Cardinal Parolin: «au monde angoissé, saint François offre joie et fraternité»
Daniele Piccini – Cité du Vatican
«La sobriété, la joie des petites choses, le sentiment d’être frères de tous et de tout». C’est la «thérapie efficace» que saint François d’Assise propose à un monde caractérisé par «le désir effréné de posséder, le luxe, le gaspillage, le superflu, le consumérisme», peuplé d’une génération en proie à «l’anxiété et la tristesse» à cause du «travail précaire», des crises économiques, du climat, des «guerres de tous contre tous et contre tout».
Présidant la messe dans la basilique supérieure d’Assise, ce dimanche matin 15 mars, à l’occasion de l’ostension extraordinaire des reliques du Poverello, pour le 800e anniversaire de sa mort, le cardinal Pietro Parolin secrétaire d’État du Saint-Siège, a expliqué en ces termes la raison de l’attrait que le saint patron de l’Italie exerce dans le monde entier, plusieurs siècles encore après sa mort.
Un profil humain et spirituel irrésistible
Dans son homélie, le cardinal Parolin s’est inspiré d’un épisode rapporté dans le célèbre livre “Les Fioretti”. Un jour, frère Masseo da Marignano, l’un des premiers compagnons de François, demanda pourquoi tout le monde «le suivait», l’écoutait et lui obéissait, alors qu’il n’était pas beau, ne possédait pas une «grande science» et n’était pas «noble». Le Poverello lui répondit que «les yeux très saints de Dieu» ne s’étaient jamais posés sur un homme plus «vil», plus «insuffisant» et plus «pécheur» que lui. Et pourtant, a fait remarquer le cardinal Parolin, François réussit à susciter l’admiration de deux génies incontestés du Moyen Âge, le peintre et architecte Giotto et le poète Dante.

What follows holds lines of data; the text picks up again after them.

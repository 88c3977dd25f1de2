// This Source Code Form is subject to the terms of the Mozilla Public
// License, v. 2.0. If a copy of the MPL was not distributed with this
// file, You can obtain one at https://mozilla.org/MPL/2.0/.

//! End-to-end floor plans: segmentation plus adjacency on small hand-drawn grids

use floorgraph::{
    analyze_floor_plan, analyze_floor_plan_with, AdjacencyConfig, ConnectionKind,
    FloorPlanTopology, JunctionPolicy, LabelImage, LabelScheme, RoomCategory, RoomType,
    TopologyReport,
};
use image::Luma;

/// Label image from character rows
///
/// `#` wall, `.` background, `o` outdoor, `A`/`B`/`C`/`E`/`H`
/// kitchen/living room/bedroom/bath/hallway, `D` door code 11 and `N`
/// window code 12 (custom schemes only)
fn plan(rows: &[&str]) -> LabelImage {
    let height = rows.len() as u32;
    let width = rows[0].len() as u32;
    LabelImage::from_fn(width, height, |x, y| {
        let code = match rows[y as usize].as_bytes()[x as usize] {
            b'#' => 2,
            b'.' => 0,
            b'o' => 1,
            b'A' => 3,
            b'B' => 4,
            b'C' => 5,
            b'E' => 6,
            b'H' => 7,
            b'D' => 11,
            b'N' => 12,
            other => panic!("unknown cell '{}'", other as char),
        };
        Luma([code])
    })
}

/// Scheme with door/window codes that live in the label image itself
fn inline_opening_scheme() -> LabelScheme {
    LabelScheme {
        wall: 2,
        door: 11,
        window: 12,
        exterior: vec![0],
        rooms: vec![
            RoomCategory::new(3, RoomType::Kitchen),
            RoomCategory::new(4, RoomType::LivingRoom),
            RoomCategory::new(5, RoomType::Bedroom),
        ],
    }
}

fn two_rooms_rows() -> Vec<&'static str> {
    vec![
        "###################",
        "#AAAAAAAA#BBBBBBBB#",
        "#AAAAAAAA#BBBBBBBB#",
        "#AAAAAAAA#BBBBBBBB#",
        "#AAAAAAAA#BBBBBBBB#",
        "#AAAAAAAA#BBBBBBBB#",
        "#AAAAAAAA#BBBBBBBB#",
        "#AAAAAAAA#BBBBBBBB#",
        "#AAAAAAAA#BBBBBBBB#",
        "###################",
    ]
}

/// Three rooms around a T junction at (4, 3)
fn t_junction_rows() -> Vec<&'static str> {
    vec![
        "#########",
        "#AAA#BBB#",
        "#AAA#BBB#",
        "#AAA#####",
        "#AAA#CCC#",
        "#AAA#CCC#",
        "#AAA#CCC#",
        "#AAA#CCC#",
        "#########",
    ]
}

/// Three rooms side by side over a hallway, walls meeting at (4, 3) and (8, 3)
fn hallway_rows() -> Vec<&'static str> {
    vec![
        "#############",
        "#AAA#BBB#CCC#",
        "#AAA#BBB#CCC#",
        "#############",
        "#HHHHHHHHHHH#",
        "#HHHHHHHHHHH#",
        "#############",
    ]
}

/// Bath on top, kitchen below it at the bottom, living room and bedroom in
/// between, split by a three pixel wall
fn thick_plus_rows() -> Vec<&'static str> {
    vec![
        "#########",
        "#EEEEEEE#",
        "#########",
        "#AA###BB#",
        "#AA###BB#",
        "#########",
        "#CCCCCCC#",
        "#########",
    ]
}

fn wall_areas(topology: &FloorPlanTopology) -> Vec<(u32, u32, u32)> {
    topology
        .adjacency
        .iter()
        .map(|(pair, edge)| (pair.low(), pair.high(), edge.area_wall))
        .collect()
}

fn assert_well_formed(labels: &LabelImage, scheme: &LabelScheme, topology: &FloorPlanTopology) {
    let excluded = scheme.excluded_set();
    for (x, y, pixel) in labels.enumerate_pixels() {
        let id = topology.region_map.get_pixel(x, y).0[0];
        if excluded.contains(pixel.0[0]) {
            assert_eq!(id, 0, "excluded pixel ({}, {}) belongs to room {}", x, y, id);
        } else {
            assert_ne!(id, 0, "room pixel ({}, {}) has no room", x, y);
        }
    }

    let ids: Vec<u32> = topology.rooms.iter().map(|room| room.id).collect();
    let expected: Vec<u32> = (1..=topology.rooms.len() as u32).collect();
    assert_eq!(ids, expected, "room ids must be dense from 1");

    for room in &topology.rooms {
        let pixels = topology
            .region_map
            .pixels()
            .filter(|p| p.0[0] == room.id)
            .count() as u32;
        assert_eq!(pixels, room.area, "area of room {}", room.id);
    }

    for (pair, edge) in topology.adjacency.iter() {
        assert!(pair.low() < pair.high(), "no self edges");
        assert!(pair.high() as usize <= topology.rooms.len());
        assert!(!edge.connection_types.is_empty());
        assert_eq!(
            topology.adjacency.get(pair.low(), pair.high()),
            topology.adjacency.get(pair.high(), pair.low())
        );
        assert_eq!(edge.has_wall(), edge.num_wall > 0);
        assert_eq!(edge.has_door_window(), edge.num_door_window > 0);
    }
}

#[test]
fn single_room_has_no_edges() {
    let labels = plan(&[
        "##########",
        "#AAAAAAAA#",
        "#AAAAAAAA#",
        "#AAAAAAAA#",
        "#AAAAAAAA#",
        "#AAAAAAAA#",
        "#AAAAAAAA#",
        "#AAAAAAAA#",
        "#AAAAAAAA#",
        "##########",
    ]);
    let topology = analyze_floor_plan(&labels, None, &LabelScheme::default()).unwrap();

    assert_eq!(topology.rooms.len(), 1);
    assert_eq!(topology.rooms[0].area, 64);
    assert_eq!(topology.rooms[0].room_type, RoomType::Kitchen);
    assert!(topology.adjacency.is_empty());
    assert_well_formed(&labels, &LabelScheme::default(), &topology);
}

#[test]
fn interior_wall_joins_two_rooms() {
    let labels = plan(&two_rooms_rows());
    let topology = analyze_floor_plan(&labels, None, &LabelScheme::default()).unwrap();

    assert_eq!(topology.rooms.len(), 2);
    assert_eq!(topology.adjacency.len(), 1);
    let edge = topology.adjacency.get(1, 2).unwrap();
    assert_eq!(
        edge.connection_types.iter().collect::<Vec<_>>(),
        vec![ConnectionKind::Wall]
    );
    assert_eq!(edge.num_wall, 1);
    assert_eq!(edge.area_wall, 8);
    assert_eq!(edge.num_door_window, 0);
    assert_well_formed(&labels, &LabelScheme::default(), &topology);
}

#[test]
fn door_splits_the_wall() {
    let mut rows = two_rooms_rows();
    rows[4] = "#AAAAAAAADBBBBBBBB#";
    rows[5] = "#AAAAAAAADBBBBBBBB#";
    let labels = plan(&rows);
    let topology = analyze_floor_plan(&labels, None, &inline_opening_scheme()).unwrap();

    let edge = topology.adjacency.get(1, 2).unwrap();
    assert!(edge.connection_types.contains(ConnectionKind::Door));
    assert!(edge.connection_types.contains(ConnectionKind::Wall));
    assert_eq!(edge.num_door_window, 1);
    assert_eq!(edge.area_door_window, 2);
    assert_eq!(edge.num_wall, 2);
    assert_eq!(edge.area_wall, 6);
    assert_well_formed(&labels, &inline_opening_scheme(), &topology);
}

#[test]
fn window_to_outside_is_not_an_edge() {
    let labels = plan(&[
        "............",
        ".##########.",
        ".#AAAAAAAA#.",
        ".#AAAAAAAA#.",
        ".#AAAAAAAA#.",
        ".#AAAAAAAA#.",
        ".##########.",
        "............",
    ]);
    let mut icons = LabelImage::new(12, 8);
    icons.put_pixel(1, 3, Luma([2]));
    icons.put_pixel(1, 4, Luma([2]));

    let topology = analyze_floor_plan(&labels, Some(&icons), &LabelScheme::default()).unwrap();

    assert_eq!(topology.rooms.len(), 1);
    assert!(topology.adjacency.is_empty());
    assert_well_formed(&labels, &LabelScheme::default(), &topology);
}

#[test]
fn window_between_rooms_in_icon_layer() {
    let labels = plan(&two_rooms_rows());
    let mut icons = LabelImage::new(19, 10);
    icons.put_pixel(9, 2, Luma([2]));

    let topology = analyze_floor_plan(&labels, Some(&icons), &LabelScheme::default()).unwrap();

    let edge = topology.adjacency.get(1, 2).unwrap();
    assert!(edge.connection_types.contains(ConnectionKind::Window));
    assert!(!edge.connection_types.contains(ConnectionKind::Door));
    assert_eq!((edge.num_door_window, edge.area_door_window), (1, 1));
    // The window sits on the wall label, which still counts in full
    assert_eq!(edge.area_wall, 8);
}

#[test]
fn wall_ending_on_background_is_exterior() {
    let labels = plan(&[
        "###################",
        "#AAAAAAAA#BBBBBBBB#",
        "#AAAAAAAA#BBBBBBBB#",
        "#AAAAAAAA#BBBBBBBB#",
        "#AAAAAAAA#BBBBBBBB#",
        "...................",
    ]);
    let topology = analyze_floor_plan(&labels, None, &LabelScheme::default()).unwrap();

    assert_eq!(topology.rooms.len(), 2);
    assert!(topology.adjacency.is_empty());
    assert_well_formed(&labels, &LabelScheme::default(), &topology);
}

#[test]
fn outdoor_between_rooms_is_not_a_door() {
    // Default scheme: outdoor shares code 1 with the door layer
    let labels = plan(&[
        "###################",
        "#AAAAAAAA#BBBBBBBB#",
        "#AAAAAAAA#BBBBBBBB#",
        "#AAAAAAAA#BBBBBBBB#",
        "#AAAAAAAA#BBBBBBBB#",
        "ooooooooooooooooooo",
    ]);
    let scheme = LabelScheme::default();
    let topology = analyze_floor_plan(&labels, None, &scheme).unwrap();

    assert_eq!(topology.rooms.len(), 2);
    assert!(topology.adjacency.is_empty());
    assert_well_formed(&labels, &scheme, &topology);
}

#[test]
fn t_junction_keeps_every_wall() {
    // The three walls only touch at the junction pixel, none overlaps another
    let labels = plan(&t_junction_rows());
    let scheme = LabelScheme::default();
    let topology = analyze_floor_plan(&labels, None, &scheme).unwrap();

    assert_eq!(topology.rooms.len(), 3);
    assert_eq!(wall_areas(&topology), vec![(1, 2, 2), (1, 3, 4), (2, 3, 3)]);
    assert!(topology.adjacency.iter().all(|(_, edge)| edge.num_wall == 1));
    assert_well_formed(&labels, &scheme, &topology);
}

#[test]
fn rooms_over_hallway_keep_all_walls() {
    let labels = plan(&hallway_rows());
    let scheme = LabelScheme::default();
    let topology = analyze_floor_plan(&labels, None, &scheme).unwrap();

    assert_eq!(topology.rooms.len(), 4);
    assert_eq!(topology.rooms[3].room_type, RoomType::Hallway);
    assert_eq!(
        wall_areas(&topology),
        vec![(1, 2, 2), (1, 4, 3), (2, 3, 2), (2, 4, 3), (3, 4, 3)]
    );
    assert_eq!(topology.adjacency.neighbors(4), vec![1, 2, 3]);
    assert_well_formed(&labels, &scheme, &topology);
}

#[test]
fn crossing_through_thick_wall_keeps_thinnest() {
    // The bath-to-kitchen crossing runs down the middle of the wall that
    // separates the living room from the bedroom
    let labels = plan(&thick_plus_rows());
    let scheme = LabelScheme::default();
    let topology = analyze_floor_plan(&labels, None, &scheme).unwrap();

    assert_eq!(topology.rooms.len(), 4);
    assert_eq!(topology.rooms[0].room_type, RoomType::Bath);
    assert_eq!(
        wall_areas(&topology),
        vec![(1, 2, 2), (1, 3, 2), (2, 3, 6), (2, 4, 2), (3, 4, 2)]
    );
    assert_eq!(topology.adjacency.get(2, 3).unwrap().num_wall, 2);
    assert!(!topology.adjacency.contains(1, 4));
    assert_well_formed(&labels, &scheme, &topology);
}

#[test]
fn crossing_through_thick_wall_first_found() {
    let labels = plan(&thick_plus_rows());
    let scheme = LabelScheme::default();
    let config =
        AdjacencyConfig::from_scheme(&scheme).with_junction_policy(JunctionPolicy::FirstFound);
    let topology = analyze_floor_plan_with(&labels, None, &scheme, &config).unwrap();

    assert_eq!(
        wall_areas(&topology),
        vec![(1, 2, 2), (1, 3, 2), (1, 4, 4), (2, 4, 2), (3, 4, 2)]
    );
}

#[test]
fn t_junction_per_segment_keeps_all_pairs() {
    let labels = plan(&t_junction_rows());
    let scheme = LabelScheme::default();
    let config =
        AdjacencyConfig::from_scheme(&scheme).with_junction_policy(JunctionPolicy::PerSegment);
    let topology = analyze_floor_plan_with(&labels, None, &scheme, &config).unwrap();

    assert_eq!(wall_areas(&topology), vec![(1, 2, 2), (1, 3, 4), (2, 3, 3)]);
    assert_eq!(topology.adjacency.neighbors(3), vec![1, 2]);
}

#[test]
fn repeated_runs_are_identical() {
    let labels = plan(&t_junction_rows());
    let scheme = LabelScheme::default();
    let first = analyze_floor_plan(&labels, None, &scheme).unwrap();
    let second = analyze_floor_plan(&labels, None, &scheme).unwrap();

    assert_eq!(first.rooms, second.rooms);
    assert_eq!(first.adjacency, second.adjacency);
    assert_eq!(
        TopologyReport::new(&first).to_json().unwrap(),
        TopologyReport::new(&second).to_json().unwrap()
    );
}

#[test]
fn report_files_round_trip() {
    let labels = plan(&two_rooms_rows());
    let topology = analyze_floor_plan(&labels, None, &LabelScheme::default()).unwrap();
    let report = TopologyReport::new(&topology);

    let dir = std::env::temp_dir().join(format!("floorgraph-report-{}", std::process::id()));
    std::fs::create_dir_all(&dir).unwrap();
    let json_path = dir.join("plan.json");
    let csv_path = dir.join("plan.csv");
    report.write_json(&json_path).unwrap();
    report.write_csv(&csv_path).unwrap();

    let json: serde_json::Value =
        serde_json::from_str(&std::fs::read_to_string(&json_path).unwrap()).unwrap();
    assert_eq!(json["width"], 19);
    assert_eq!(json["rooms"].as_array().unwrap().len(), 2);
    assert_eq!(json["rooms"][1]["room_type"], "Living Room");
    assert_eq!(json["edges"][0]["room_a"], 1);
    assert_eq!(json["edges"][0]["connection_types"][0], "wall");
    assert_eq!(json["edges"][0]["area_wall"], 8);

    let csv = std::fs::read_to_string(&csv_path).unwrap();
    assert_eq!(
        csv.lines().collect::<Vec<_>>(),
        vec![
            "room_a,type_a,room_b,type_b,connection,count,area",
            "1,Kitchen,2,Living Room,wall,1,8",
        ]
    );

    std::fs::remove_dir_all(&dir).unwrap();
}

La raison de ce magnétisme, a expliqué le Secrétaire d'État du Saint-Siège, réside dans son «profil humain et spirituel», tel que décrit par son premier biographe, Thomas de Celano. Tout d’abord, François était «d’un caractère doux, d’un tempérament calme, affable dans ses paroles, prudent dans ses remontrances, très fidèle dans l’accomplissement des tâches qui lui étaient confiées, avisé dans ses conseils, efficace dans ses actions, aimable en tout. D'esprit serein, d'âme douce, d'esprit sobre, absorbé dans la contemplation, constant dans la prière et plein d'enthousiasme en tout», écrit l'auteur de “S. Francisci Assisensis: vita et miracula”.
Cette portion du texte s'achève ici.